Israël et les Arabes

Publié le 3 juin 2007 Lecture : 6 minutes.

Voici un anniversaire qui mérite qu’on s’y arrête : ?il y a quarante ans éclatait entre le tout jeune État d’Israël et ses voisins arabes une guerre qui allait être une des plus courtes de l’Histoire – elle a duré six jours, du 5 au 10 juin 1967 – et, en même temps, l’une de celles dont les conséquences funestes seront les plus durables.
L’hebdomadaire The Economist a consacré à cette guerre et à ses lendemains – « quarante années de détresse », écrit-il – une analyse et un éditorial d’une belle lucidité. Nous soumettons à votre réflexion, en page 30, les conclusions de notre confrère. Vous apprécierez, je pense, la justesse du propos.

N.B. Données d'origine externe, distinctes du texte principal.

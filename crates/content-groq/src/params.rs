//! Query parameters (`$name` bindings).

use std::collections::BTreeMap;

use serde_json::Value;

use crate::GroqError;

/// Check whether `s` is a valid GROQ identifier.
pub fn is_identifier(s: &str) -> bool {
    let mut chars = s.chars();
    match chars.next() {
        Some(c) if c.is_ascii_alphabetic() || c == '_' => {}
        _ => return false,
    }
    chars.all(|c| c.is_ascii_alphanumeric() || c == '_')
}

/// Named values bound to `$param` placeholders.
#[derive(Debug, Clone, Default, PartialEq)]
pub struct QueryParams(BTreeMap<String, Value>);

impl QueryParams {
    /// Create an empty parameter set.
    pub fn new() -> Self {
        Self::default()
    }

    /// Bind a value. The name is given without the leading `$`.
    pub fn insert(&mut self, name: impl Into<String>, value: Value) -> Result<(), GroqError> {
        let name = name.into();
        if !is_identifier(&name) {
            return Err(GroqError::InvalidParamName(name));
        }
        self.0.insert(name, value);
        Ok(())
    }

    /// Look up a bound value.
    pub fn get(&self, name: &str) -> Option<&Value> {
        self.0.get(name)
    }

    /// Whether no parameters are bound.
    pub fn is_empty(&self) -> bool {
        self.0.is_empty()
    }

    /// Number of bound parameters.
    pub fn len(&self) -> usize {
        self.0.len()
    }

    /// Iterate over bindings in name order.
    pub fn iter(&self) -> impl Iterator<Item = (&str, &Value)> {
        self.0.iter().map(|(k, v)| (k.as_str(), v))
    }

    /// Encode as HTTP query pairs: `$name` => JSON-encoded value.
    pub fn to_query_pairs(&self) -> Vec<(String, String)> {
        self.0
            .iter()
            .map(|(k, v)| (format!("${}", k), v.to_string()))
            .collect()
    }
}
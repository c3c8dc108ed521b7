use content_client::ContentClient;
use content_queries::{fetch_deal_products, DealProduct, QueryError};

use crate::Presentation;

/// The deals page: a title over a grid of hot products.
#[derive(Debug, Clone, PartialEq)]
pub struct DealsPage {
    pub title: String,
    pub products: Vec<DealProduct>,
}

impl DealsPage {
    pub const TITLE: &'static str = "Hot Deals of the Week";

    /// Fetch the page's products.
    pub async fn load<C>(client: &C) -> Result<Self, QueryError>
    where
        C: ContentClient + ?Sized,
    {
        let products = fetch_deal_products(client).await?;
        tracing::debug!(products = products.len(), "deals page loaded");
        Ok(Self {
            title: Self::TITLE.to_string(),
            products,
        })
    }

    pub fn render<P: Presentation>(&self, presentation: &P) -> P::Output {
        presentation.container(vec![
            presentation.title(&self.title),
            presentation.product_grid(&self.products),
        ])
    }
}
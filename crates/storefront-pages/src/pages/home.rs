use content_client::ContentClient;
use content_queries::{
    fetch_latest_blog_posts, fetch_product_variants, BlogPostSummary, ProductVariant, QueryError,
};

use crate::Presentation;

/// Posts shown in the home page's blog section.
pub const HOME_POST_COUNT: u32 = 4;

/// The home page: variant navigation and the latest posts.
#[derive(Debug, Clone, PartialEq)]
pub struct HomePage {
    pub variants: Vec<ProductVariant>,
    pub posts: Vec<BlogPostSummary>,
}

impl HomePage {
    /// Fetch variants and posts concurrently. The first failure wins.
    pub async fn load<C>(client: &C) -> Result<Self, QueryError>
    where
        C: ContentClient + ?Sized,
    {
        let (variants, posts) = futures::try_join!(
            fetch_product_variants(client),
            fetch_latest_blog_posts(client, HOME_POST_COUNT),
        )?;
        tracing::debug!(
            variants = variants.len(),
            posts = posts.len(),
            "home page loaded"
        );
        Ok(Self { variants, posts })
    }

    pub fn render<P: Presentation>(&self, presentation: &P) -> P::Output {
        presentation.container(vec![
            presentation.variant_list(&self.variants),
            presentation.title("Latest Blog"),
            presentation.blog_list(&self.posts),
        ])
    }
}
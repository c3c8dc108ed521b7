//! Query assembly and rendering.

use std::fmt;

use serde_json::Value;

use crate::{Direction, FieldPath, Filter, GroqError, Ordering, Projection, QueryParams};

/// Restricts the result to one element or a range.
#[derive(Debug, Clone, Copy, PartialEq, Eq)]
pub enum Slice {
    /// `[n]`: a single document (or null).
    Index(usize),
    /// `[start...end]`: end-exclusive range.
    Range { start: usize, end: usize },
}

impl Slice {
    /// The first document.
    pub fn first() -> Self {
        Slice::Index(0)
    }

    /// End-exclusive range.
    pub fn range(start: usize, end: usize) -> Self {
        Slice::Range { start, end }
    }

    /// The first `n` documents.
    pub fn take(n: usize) -> Self {
        Slice::Range { start: 0, end: n }
    }
}

impl fmt::Display for Slice {
    fn fmt(&self, f: &mut fmt::Formatter<'_>) -> fmt::Result {
        match self {
            Slice::Index(i) => write!(f, "[{}]", i),
            Slice::Range { start, end } => write!(f, "[{}...{}]", start, end),
        }
    }
}

/// A GROQ query over the document set, plus its parameter bindings.
///
/// Built queries keep their structure; raw queries carry text only.
#[derive(Debug, Clone, Default, PartialEq)]
pub struct GroqQuery {
    filters: Vec<Filter>,
    ordering: Vec<Ordering>,
    slice: Option<Slice>,
    projection: Option<Projection>,
    params: QueryParams,
    raw: Option<String>,
}

impl GroqQuery {
    /// All documents (`*`).
    pub fn documents() -> Self {
        Self::default()
    }

    /// All documents of one type.
    pub fn of_type(name: impl Into<String>) -> Self {
        Self::documents().filter(Filter::type_is(name))
    }

    /// A hand-written query. It can be sent over HTTP but not evaluated locally.
    pub fn raw(text: impl Into<String>) -> Self {
        Self {
            raw: Some(text.into()),
            ..Self::default()
        }
    }

    /// Add a filter; filters are combined with `&&`.
    pub fn filter(mut self, filter: Filter) -> Self {
        self.filters.push(filter);
        self
    }

    /// Add a sort key.
    pub fn order_by(mut self, field: FieldPath, direction: Direction) -> Self {
        self.ordering.push(Ordering::new(field, direction));
        self
    }

    /// Restrict the result.
    pub fn slice(mut self, slice: Slice) -> Self {
        self.slice = Some(slice);
        self
    }

    /// Shape each result document.
    pub fn project(mut self, projection: Projection) -> Self {
        self.projection = Some(projection);
        self
    }

    /// Bind a `$param` value.
    pub fn param(mut self, name: impl Into<String>, value: Value) -> Result<Self, GroqError> {
        self.params.insert(name, value)?;
        Ok(self)
    }

    pub fn filters(&self) -> &[Filter] {
        &self.filters
    }

    pub fn ordering(&self) -> &[Ordering] {
        &self.ordering
    }

    pub fn slice_spec(&self) -> Option<Slice> {
        self.slice
    }

    pub fn projection(&self) -> Option<&Projection> {
        self.projection.as_ref()
    }

    pub fn params(&self) -> &QueryParams {
        &self.params
    }

    /// The text of a raw query.
    pub fn raw_text(&self) -> Option<&str> {
        self.raw.as_deref()
    }

    /// Whether the query returns a single value instead of an array.
    pub fn is_single(&self) -> bool {
        matches!(self.slice, Some(Slice::Index(_)))
    }

    /// Check the query is complete: every referenced parameter is bound and slices are ordered.
    pub fn validate(&self) -> Result<(), GroqError> {
        for filter in &self.filters {
            for name in filter.params() {
                if self.params.get(name).is_none() {
                    return Err(GroqError::MissingParam(name.to_string()));
                }
            }
        }
        if let Some(Slice::Range { start, end }) = self.slice {
            if end < start {
                return Err(GroqError::InvalidSlice { start, end });
            }
        }
        Ok(())
    }

    /// Render the query text.
    pub fn to_groq(&self) -> String {
        if let Some(raw) = &self.raw {
            return raw.clone();
        }

        let mut out = String::from("*");
        if !self.filters.is_empty() {
            let clauses: Vec<String> = self.filters.iter().map(|f| f.to_string()).collect();
            out.push_str(&format!("[{}]", clauses.join(" && ")));
        }
        if !self.ordering.is_empty() {
            let keys: Vec<String> = self.ordering.iter().map(|o| o.to_string()).collect();
            out.push_str(&format!(" | order({})", keys.join(", ")));
        }
        if let Some(slice) = &self.slice {
            out.push_str(&slice.to_string());
        }
        if let Some(projection) = &self.projection {
            out.push_str(&projection.to_string());
        }
        out
    }
}

impl fmt::Display for GroqQuery {
    fn fmt(&self, f: &mut fmt::Formatter<'_>) -> fmt::Result {
        f.write_str(&self.to_groq())
    }
}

Parce qu’elle a été une éclatante victoire militaire pour les forces israéliennes et une terrible défaite pour les armées arabes, cette guerre a accrédité l’idée, chez les vainqueurs comme chez les vaincus – et dans le reste du monde – qu’Israël (dont les armées l’avaient déjà emporté sur celles de ses adversaires en 1948 et en 1956) était plus fort que tous ses ennemis rassemblés, supérieur à eux et, pour tout dire, invincible.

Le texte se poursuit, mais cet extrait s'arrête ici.